*** Data extract ***

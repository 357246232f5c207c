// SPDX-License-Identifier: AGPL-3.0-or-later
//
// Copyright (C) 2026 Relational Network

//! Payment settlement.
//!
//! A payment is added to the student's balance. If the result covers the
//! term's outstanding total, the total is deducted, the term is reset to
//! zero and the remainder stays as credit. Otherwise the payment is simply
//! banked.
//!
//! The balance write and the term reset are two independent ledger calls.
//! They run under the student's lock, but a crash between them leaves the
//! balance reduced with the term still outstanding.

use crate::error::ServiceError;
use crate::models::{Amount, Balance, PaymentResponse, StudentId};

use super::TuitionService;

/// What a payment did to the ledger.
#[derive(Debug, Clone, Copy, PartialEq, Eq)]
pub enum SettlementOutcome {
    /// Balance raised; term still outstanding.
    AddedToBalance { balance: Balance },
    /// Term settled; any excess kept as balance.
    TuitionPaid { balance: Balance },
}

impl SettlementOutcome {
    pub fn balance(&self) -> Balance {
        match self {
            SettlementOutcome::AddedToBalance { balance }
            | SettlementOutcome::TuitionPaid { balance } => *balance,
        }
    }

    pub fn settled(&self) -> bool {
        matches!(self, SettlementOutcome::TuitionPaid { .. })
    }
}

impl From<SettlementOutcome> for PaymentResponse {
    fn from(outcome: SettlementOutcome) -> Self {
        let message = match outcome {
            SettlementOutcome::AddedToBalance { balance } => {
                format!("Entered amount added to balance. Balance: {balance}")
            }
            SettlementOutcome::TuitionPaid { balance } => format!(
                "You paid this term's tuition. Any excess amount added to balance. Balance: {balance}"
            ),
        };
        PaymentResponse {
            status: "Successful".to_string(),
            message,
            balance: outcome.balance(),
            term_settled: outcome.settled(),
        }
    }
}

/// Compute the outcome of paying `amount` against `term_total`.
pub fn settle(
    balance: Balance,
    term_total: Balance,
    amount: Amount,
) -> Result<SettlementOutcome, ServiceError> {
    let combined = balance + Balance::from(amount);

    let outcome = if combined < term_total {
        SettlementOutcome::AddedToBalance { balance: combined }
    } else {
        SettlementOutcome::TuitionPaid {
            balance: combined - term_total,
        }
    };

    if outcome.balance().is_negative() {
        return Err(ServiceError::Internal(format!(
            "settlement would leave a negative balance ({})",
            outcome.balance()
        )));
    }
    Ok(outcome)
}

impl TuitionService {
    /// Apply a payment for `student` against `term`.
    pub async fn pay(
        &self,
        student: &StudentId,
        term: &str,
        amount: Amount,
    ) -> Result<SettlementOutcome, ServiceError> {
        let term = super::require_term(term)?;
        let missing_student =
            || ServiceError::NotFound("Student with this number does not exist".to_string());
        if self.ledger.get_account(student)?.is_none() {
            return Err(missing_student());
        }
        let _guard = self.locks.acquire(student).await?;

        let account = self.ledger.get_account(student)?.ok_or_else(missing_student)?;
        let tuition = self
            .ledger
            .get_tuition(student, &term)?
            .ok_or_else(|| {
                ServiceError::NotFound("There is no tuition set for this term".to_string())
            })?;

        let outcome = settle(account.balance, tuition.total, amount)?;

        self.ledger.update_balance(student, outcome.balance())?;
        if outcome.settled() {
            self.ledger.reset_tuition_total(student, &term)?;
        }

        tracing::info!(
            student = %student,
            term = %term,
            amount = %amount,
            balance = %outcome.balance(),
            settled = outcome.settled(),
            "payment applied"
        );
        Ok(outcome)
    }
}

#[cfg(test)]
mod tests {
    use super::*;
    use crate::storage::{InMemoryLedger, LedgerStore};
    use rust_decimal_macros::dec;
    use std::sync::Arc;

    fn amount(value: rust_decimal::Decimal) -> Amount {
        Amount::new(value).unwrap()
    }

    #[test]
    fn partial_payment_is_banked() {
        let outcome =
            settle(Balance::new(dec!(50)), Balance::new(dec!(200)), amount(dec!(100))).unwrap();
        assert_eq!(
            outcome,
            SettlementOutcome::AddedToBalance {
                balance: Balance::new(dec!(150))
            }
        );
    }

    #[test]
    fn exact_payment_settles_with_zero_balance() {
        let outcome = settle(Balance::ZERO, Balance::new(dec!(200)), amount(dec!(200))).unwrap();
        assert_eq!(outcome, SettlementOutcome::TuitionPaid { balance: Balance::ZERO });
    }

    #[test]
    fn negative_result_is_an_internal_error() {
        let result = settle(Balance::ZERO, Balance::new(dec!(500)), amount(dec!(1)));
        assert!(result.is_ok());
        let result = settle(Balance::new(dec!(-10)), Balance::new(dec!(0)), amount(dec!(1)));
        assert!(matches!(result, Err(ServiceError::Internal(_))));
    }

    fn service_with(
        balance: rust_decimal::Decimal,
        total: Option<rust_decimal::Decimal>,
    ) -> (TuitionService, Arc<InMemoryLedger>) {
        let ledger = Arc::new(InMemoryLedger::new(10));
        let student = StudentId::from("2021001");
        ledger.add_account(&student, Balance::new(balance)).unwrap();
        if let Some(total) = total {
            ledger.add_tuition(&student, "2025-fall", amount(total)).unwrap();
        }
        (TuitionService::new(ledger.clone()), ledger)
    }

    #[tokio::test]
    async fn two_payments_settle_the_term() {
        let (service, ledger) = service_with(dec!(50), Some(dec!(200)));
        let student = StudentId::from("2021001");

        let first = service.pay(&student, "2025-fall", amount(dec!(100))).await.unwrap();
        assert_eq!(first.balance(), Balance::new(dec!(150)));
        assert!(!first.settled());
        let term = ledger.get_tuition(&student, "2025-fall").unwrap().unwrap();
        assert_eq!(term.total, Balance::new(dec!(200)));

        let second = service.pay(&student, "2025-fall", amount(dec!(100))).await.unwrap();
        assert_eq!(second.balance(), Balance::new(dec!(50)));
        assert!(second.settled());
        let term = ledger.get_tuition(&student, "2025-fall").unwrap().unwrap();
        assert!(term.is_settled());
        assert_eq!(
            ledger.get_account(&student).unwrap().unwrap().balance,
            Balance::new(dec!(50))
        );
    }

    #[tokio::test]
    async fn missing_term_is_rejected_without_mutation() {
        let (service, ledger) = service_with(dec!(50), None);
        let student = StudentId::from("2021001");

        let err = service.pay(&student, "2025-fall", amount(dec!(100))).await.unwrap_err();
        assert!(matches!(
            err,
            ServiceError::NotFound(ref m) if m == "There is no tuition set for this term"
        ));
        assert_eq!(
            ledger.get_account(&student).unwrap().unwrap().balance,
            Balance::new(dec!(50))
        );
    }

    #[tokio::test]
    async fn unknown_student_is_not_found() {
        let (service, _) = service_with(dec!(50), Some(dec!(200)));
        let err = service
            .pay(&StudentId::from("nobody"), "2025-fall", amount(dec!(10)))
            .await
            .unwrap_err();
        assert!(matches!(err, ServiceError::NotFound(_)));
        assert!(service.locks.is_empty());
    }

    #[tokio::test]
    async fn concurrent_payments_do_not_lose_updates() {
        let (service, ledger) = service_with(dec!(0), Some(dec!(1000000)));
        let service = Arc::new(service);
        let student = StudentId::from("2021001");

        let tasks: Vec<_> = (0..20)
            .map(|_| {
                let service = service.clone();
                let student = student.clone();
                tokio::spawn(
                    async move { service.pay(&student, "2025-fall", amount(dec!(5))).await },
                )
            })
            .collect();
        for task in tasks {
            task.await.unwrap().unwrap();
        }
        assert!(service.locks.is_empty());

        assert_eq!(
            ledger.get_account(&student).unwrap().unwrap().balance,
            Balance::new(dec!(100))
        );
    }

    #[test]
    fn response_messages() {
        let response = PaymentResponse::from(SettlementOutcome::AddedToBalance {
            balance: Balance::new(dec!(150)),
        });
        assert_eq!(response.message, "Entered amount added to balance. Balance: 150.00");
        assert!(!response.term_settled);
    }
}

*** End of Data extract ***

Try it: The records above must be reproduced word for word.

Exercise output:
repository 357246232f5c207c
// SPDX-License-Identifier: AGPL-3.0-or-later
//
// Copyright (C) 2026 Relational Network

//! Payment settlement.
//!
//! A payment is added to the student's balance. If the result covers the
//! term's outstanding total, the total is deducted, the term is reset to
//! zero and the remainder stays as credit. Otherwise the payment is simply
//! banked.
//!
//! The balance write and the term reset are two independent ledger calls.
//! They run under the student's lock, but a crash between them leaves the
//! balance reduced with the term still outstanding.

use crate::error::ServiceError;
use crate::models::{Amount, Balance, PaymentResponse, StudentId};

use super::TuitionService;

/// What a payment did to the ledger.
#[derive(Debug, Clone, Copy, PartialEq, Eq)]
pub enum SettlementOutcome {
    /// Balance raised; term still outstanding.
    AddedToBalance { balance: Balance },
    /// Term settled; any excess kept as balance.
    TuitionPaid { balance: Balance },
}

impl SettlementOutcome {
    pub fn balance(&self) -> Balance {
        match self {
            SettlementOutcome::AddedToBalance { balance }
            | SettlementOutcome::TuitionPaid { balance } => *balance,
        }
    }

    pub fn settled(&self) -> bool {
        matches!(self, SettlementOutcome::TuitionPaid { .. })
    }
}

impl From<SettlementOutcome> for PaymentResponse {
    fn from(outcome: SettlementOutcome) -> Self {
        let message = match outcome {
            SettlementOutcome::AddedToBalance { balance } => {
                format!("Entered amount added to balance. Balance: {balance}")
            }
            SettlementOutcome::TuitionPaid { balance } => format!(
                "You paid this term's tuition. Any excess amount added to balance. Balance: {balance}"
            ),
        };
        PaymentResponse {
            status: "Successful".to_string(),
            message,
            balance: outcome.balance(),
            term_settled: outcome.settled(),
        }
    }
}

/// Compute the outcome of paying `amount` against `term_total`.
pub fn settle(
    balance: Balance,
    term_total: Balance,
    amount: Amount,
) -> Result<SettlementOutcome, ServiceError> {
    let combined = balance + Balance::from(amount);

    let outcome = if combined < term_total {
        SettlementOutcome::AddedToBalance { balance: combined }
    } else {
        SettlementOutcome::TuitionPaid {
            balance: combined - term_total,
        }
    };

    if outcome.balance().is_negative() {
        return Err(ServiceError::Internal(format!(
            "settlement would leave a negative balance ({})",
            outcome.balance()
        )));
    }
    Ok(outcome)
}

impl TuitionService {
    /// Apply a payment for `student` against `term`.
    pub async fn pay(
        &self,
        student: &StudentId,
        term: &str,
        amount: Amount,
    ) -> Result<SettlementOutcome, ServiceError> {
        let term = super::require_term(term)?;
        let missing_student =
            || ServiceError::NotFound("Student with this number does not exist".to_string());
        if self.ledger.get_account(student)?.is_none() {
            return Err(missing_student());
        }
        let _guard = self.locks.acquire(student).await?;

        let account = self.ledger.get_account(student)?.ok_or_else(missing_student)?;
        let tuition = self
            .ledger
            .get_tuition(student, &term)?
            .ok_or_else(|| {
                ServiceError::NotFound("There is no tuition set for this term".to_string())
            })?;

        let outcome = settle(account.balance, tuition.total, amount)?;

        self.ledger.update_balance(student, outcome.balance())?;
        if outcome.settled() {
            self.ledger.reset_tuition_total(student, &term)?;
        }

        tracing::info!(
            student = %student,
            term = %term,
            amount = %amount,
            balance = %outcome.balance(),
            settled = outcome.settled(),
            "payment applied"
        );
        Ok(outcome)
    }
}

#[cfg(test)]
mod tests {
    use super::*;
    use crate::storage::{InMemoryLedger, LedgerStore};
    use rust_decimal_macros::dec;
    use std::sync::Arc;

    fn amount(value: rust_decimal::Decimal) -> Amount {
        Amount::new(value).unwrap()
    }

    #[test]
    fn partial_payment_is_banked() {
        let outcome =
            settle(Balance::new(dec!(50)), Balance::new(dec!(200)), amount(dec!(100))).unwrap();
        assert_eq!(
            outcome,
            SettlementOutcome::AddedToBalance {
                balance: Balance::new(dec!(150))
            }
        );
    }

    #[test]
    fn exact_payment_settles_with_zero_balance() {
        let outcome = settle(Balance::ZERO, Balance::new(dec!(200)), amount(dec!(200))).unwrap();
        assert_eq!(outcome, SettlementOutcome::TuitionPaid { balance: Balance::ZERO });
    }

    #[test]
    fn negative_result_is_an_internal_error() {
        let result = settle(Balance::ZERO, Balance::new(dec!(500)), amount(dec!(1)));
        assert!(result.is_ok());
        let result = settle(Balance::new(dec!(-10)), Balance::new(dec!(0)), amount(dec!(1)));
        assert!(matches!(result, Err(ServiceError::Internal(_))));
    }

    fn service_with(
        balance: rust_decimal::Decimal,
        total: Option<rust_decimal::Decimal>,
    ) -> (TuitionService, Arc<InMemoryLedger>) {
        let ledger = Arc::new(InMemoryLedger::new(10));
        let student = StudentId::from("2021001");
        ledger.add_account(&student, Balance::new(balance)).unwrap();
        if let Some(total) = total {
            ledger.add_tuition(&student, "2025-fall", amount(total)).unwrap();
        }
        (TuitionService::new(ledger.clone()), ledger)
    }

    #[tokio::test]
    async fn two_payments_settle_the_term() {
        let (service, ledger) = service_with(dec!(50), Some(dec!(200)));
        let student = StudentId::from("2021001");

        let first = service.pay(&student, "2025-fall", amount(dec!(100))).await.unwrap();
        assert_eq!(first.balance(), Balance::new(dec!(150)));
        assert!(!first.settled());
        let term = ledger.get_tuition(&student, "2025-fall").unwrap().unwrap();
        assert_eq!(term.total, Balance::new(dec!(200)));

        let second = service.pay(&student, "2025-fall", amount(dec!(100))).await.unwrap();
        assert_eq!(second.balance(), Balance::new(dec!(50)));
        assert!(second.settled());
        let term = ledger.get_tuition(&student, "2025-fall").unwrap().unwrap();
        assert!(term.is_settled());
        assert_eq!(
            ledger.get_account(&student).unwrap().unwrap().balance,
            Balance::new(dec!(50))
        );
    }

    #[tokio::test]
    async fn missing_term_is_rejected_without_mutation() {
        let (service, ledger) = service_with(dec!(50), None);
        let student = StudentId::from("2021001");

        let err = service.pay(&student, "2025-fall", amount(dec!(100))).await.unwrap_err();
        assert!(matches!(
            err,
            ServiceError::NotFound(ref m) if m == "There is no tuition set for this term"
        ));
        assert_eq!(
            ledger.get_account(&student).unwrap().unwrap().balance,
            Balance::new(dec!(50))
        );
    }

    #[tokio::test]
    async fn unknown_student_is_not_found() {
        let (service, _) = service_with(dec!(50), Some(dec!(200)));
        let err = service
            .pay(&StudentId::from("nobody"), "2025-fall", amount(dec!(10)))
            .await
            .unwrap_err();
        assert!(matches!(err, ServiceError::NotFound(_)));
        assert!(service.locks.is_empty());
    }

    #[tokio::test]
    async fn concurrent_payments_do_not_lose_updates() {
        let (service, ledger) = service_with(dec!(0), Some(dec!(1000000)));
        let service = Arc::new(service);
        let student = StudentId::from("2021001");

        let tasks: Vec<_> = (0..20)
            .map(|_| {
                let service = service.clone();
                let student = student.clone();
                tokio::spawn(
                    async move { service.pay(&student, "2025-fall", amount(dec!(5))).await },
                )
            })
            .collect();
        for task in tasks {
            task.await.unwrap().unwrap();
        }
        assert!(service.locks.is_empty());

        assert_eq!(
            ledger.get_account(&student).unwrap().unwrap().balance,
            Balance::new(dec!(100))
        );
    }

    #[test]
    fn response_messages() {
        let response = PaymentResponse::from(SettlementOutcome::AddedToBalance {
            balance: Balance::new(dec!(150)),
        });
        assert_eq!(response.message, "Entered amount added to balance. Balance: 150.00");
        assert!(!response.term_settled);
    }
}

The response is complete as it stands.